▶ _Requirement_:
I'd like every line from the material below that has "services" in it.

#### Provided information ####

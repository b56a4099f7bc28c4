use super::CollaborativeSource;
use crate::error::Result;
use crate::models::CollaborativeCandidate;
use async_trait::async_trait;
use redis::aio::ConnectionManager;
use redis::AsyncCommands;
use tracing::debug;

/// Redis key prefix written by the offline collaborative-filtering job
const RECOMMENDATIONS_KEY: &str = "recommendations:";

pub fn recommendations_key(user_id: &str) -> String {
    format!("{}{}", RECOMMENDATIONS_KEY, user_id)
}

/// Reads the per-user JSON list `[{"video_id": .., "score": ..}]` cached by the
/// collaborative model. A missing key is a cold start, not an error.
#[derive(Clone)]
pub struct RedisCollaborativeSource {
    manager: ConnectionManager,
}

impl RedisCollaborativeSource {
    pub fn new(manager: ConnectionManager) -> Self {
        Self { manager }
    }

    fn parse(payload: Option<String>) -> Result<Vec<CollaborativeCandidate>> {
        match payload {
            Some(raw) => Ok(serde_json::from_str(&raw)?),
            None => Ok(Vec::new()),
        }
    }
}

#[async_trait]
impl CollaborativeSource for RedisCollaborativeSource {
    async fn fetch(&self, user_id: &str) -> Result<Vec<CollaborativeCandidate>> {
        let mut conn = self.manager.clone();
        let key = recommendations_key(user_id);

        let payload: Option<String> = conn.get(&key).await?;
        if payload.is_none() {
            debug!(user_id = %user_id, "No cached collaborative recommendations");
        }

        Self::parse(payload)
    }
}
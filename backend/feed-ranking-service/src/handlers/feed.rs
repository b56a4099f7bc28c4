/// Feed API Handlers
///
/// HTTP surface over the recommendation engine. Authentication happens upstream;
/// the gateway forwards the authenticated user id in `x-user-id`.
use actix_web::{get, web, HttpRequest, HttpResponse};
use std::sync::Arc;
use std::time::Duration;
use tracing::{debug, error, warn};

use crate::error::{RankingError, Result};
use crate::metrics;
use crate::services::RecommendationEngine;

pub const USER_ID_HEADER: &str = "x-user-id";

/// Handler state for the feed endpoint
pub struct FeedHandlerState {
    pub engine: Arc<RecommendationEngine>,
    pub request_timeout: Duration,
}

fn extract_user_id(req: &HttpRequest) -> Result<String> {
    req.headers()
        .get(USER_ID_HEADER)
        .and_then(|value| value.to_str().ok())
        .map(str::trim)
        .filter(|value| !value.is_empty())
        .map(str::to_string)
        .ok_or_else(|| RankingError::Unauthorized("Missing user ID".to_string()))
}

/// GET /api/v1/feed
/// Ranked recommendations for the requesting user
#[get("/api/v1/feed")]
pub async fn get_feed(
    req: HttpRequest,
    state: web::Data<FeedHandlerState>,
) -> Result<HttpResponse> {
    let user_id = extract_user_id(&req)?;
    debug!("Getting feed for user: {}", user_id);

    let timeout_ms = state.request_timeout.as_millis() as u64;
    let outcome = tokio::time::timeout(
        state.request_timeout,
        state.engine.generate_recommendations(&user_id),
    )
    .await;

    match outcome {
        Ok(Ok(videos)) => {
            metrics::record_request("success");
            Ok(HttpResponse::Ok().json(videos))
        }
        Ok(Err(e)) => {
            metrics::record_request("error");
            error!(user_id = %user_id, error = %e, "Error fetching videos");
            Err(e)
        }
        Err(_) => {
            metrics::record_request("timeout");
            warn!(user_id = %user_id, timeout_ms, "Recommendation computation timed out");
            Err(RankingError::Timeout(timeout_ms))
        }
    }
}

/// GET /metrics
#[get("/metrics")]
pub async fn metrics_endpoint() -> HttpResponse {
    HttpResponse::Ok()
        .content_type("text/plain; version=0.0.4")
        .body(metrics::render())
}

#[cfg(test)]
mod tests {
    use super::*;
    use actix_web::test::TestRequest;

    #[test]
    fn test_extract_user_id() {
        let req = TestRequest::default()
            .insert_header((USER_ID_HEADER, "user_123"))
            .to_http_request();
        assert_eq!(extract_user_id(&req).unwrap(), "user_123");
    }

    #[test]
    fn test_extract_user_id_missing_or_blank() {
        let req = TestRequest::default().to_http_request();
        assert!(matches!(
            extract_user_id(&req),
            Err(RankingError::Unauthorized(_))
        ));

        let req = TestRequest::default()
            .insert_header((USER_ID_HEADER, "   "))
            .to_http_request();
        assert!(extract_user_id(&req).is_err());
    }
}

####
#### Provided information ####

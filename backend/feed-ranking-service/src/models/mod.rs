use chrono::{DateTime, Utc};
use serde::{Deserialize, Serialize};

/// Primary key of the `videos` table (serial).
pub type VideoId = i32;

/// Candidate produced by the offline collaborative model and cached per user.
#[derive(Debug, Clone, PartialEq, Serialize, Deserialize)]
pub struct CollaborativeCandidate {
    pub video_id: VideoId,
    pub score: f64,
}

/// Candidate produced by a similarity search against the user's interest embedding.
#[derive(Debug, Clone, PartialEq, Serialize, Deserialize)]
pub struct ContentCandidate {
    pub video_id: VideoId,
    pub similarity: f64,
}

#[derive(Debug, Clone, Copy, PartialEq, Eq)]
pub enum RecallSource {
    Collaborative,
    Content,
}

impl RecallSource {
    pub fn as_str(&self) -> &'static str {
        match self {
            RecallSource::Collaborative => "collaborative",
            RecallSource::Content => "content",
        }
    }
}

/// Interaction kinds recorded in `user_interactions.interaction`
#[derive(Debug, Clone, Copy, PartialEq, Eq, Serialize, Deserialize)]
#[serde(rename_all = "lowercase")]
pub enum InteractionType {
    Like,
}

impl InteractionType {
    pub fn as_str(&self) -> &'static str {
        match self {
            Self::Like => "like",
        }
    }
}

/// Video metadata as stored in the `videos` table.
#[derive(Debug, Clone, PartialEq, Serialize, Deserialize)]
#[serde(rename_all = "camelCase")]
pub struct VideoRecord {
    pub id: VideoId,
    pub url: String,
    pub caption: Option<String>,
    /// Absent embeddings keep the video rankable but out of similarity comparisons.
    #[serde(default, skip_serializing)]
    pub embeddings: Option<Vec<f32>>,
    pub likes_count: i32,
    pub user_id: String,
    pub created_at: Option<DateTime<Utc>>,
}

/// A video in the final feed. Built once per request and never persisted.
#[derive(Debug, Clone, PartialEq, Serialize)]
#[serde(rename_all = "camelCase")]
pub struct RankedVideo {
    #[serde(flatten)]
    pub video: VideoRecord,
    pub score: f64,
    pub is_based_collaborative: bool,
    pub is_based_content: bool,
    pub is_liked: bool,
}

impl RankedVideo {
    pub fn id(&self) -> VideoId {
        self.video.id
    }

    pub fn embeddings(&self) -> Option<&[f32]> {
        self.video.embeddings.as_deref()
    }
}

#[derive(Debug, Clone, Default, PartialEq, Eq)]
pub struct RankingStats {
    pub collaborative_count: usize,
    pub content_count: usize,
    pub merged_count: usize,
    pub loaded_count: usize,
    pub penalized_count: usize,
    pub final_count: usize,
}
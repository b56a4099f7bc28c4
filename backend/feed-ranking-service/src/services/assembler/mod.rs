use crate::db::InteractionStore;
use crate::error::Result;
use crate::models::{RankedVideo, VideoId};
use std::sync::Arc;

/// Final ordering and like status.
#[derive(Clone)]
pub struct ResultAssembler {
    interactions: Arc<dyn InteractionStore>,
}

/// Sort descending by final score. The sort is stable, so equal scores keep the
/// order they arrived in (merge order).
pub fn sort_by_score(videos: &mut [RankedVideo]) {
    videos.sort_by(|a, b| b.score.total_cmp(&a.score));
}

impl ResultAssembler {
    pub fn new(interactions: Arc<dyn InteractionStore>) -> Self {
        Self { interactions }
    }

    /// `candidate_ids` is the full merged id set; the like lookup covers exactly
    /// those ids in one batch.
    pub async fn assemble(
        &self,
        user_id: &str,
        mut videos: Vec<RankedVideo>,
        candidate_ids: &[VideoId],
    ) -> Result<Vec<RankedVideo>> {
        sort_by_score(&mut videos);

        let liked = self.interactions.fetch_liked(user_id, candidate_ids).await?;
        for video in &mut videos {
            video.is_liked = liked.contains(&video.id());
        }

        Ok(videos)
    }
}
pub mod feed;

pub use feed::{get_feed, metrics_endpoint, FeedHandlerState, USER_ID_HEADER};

####

▶ _Expected answer_:
use crate::services::RecommendationEngine;
filename backend/feed-ranking-service/src/services/assembler/mod.rs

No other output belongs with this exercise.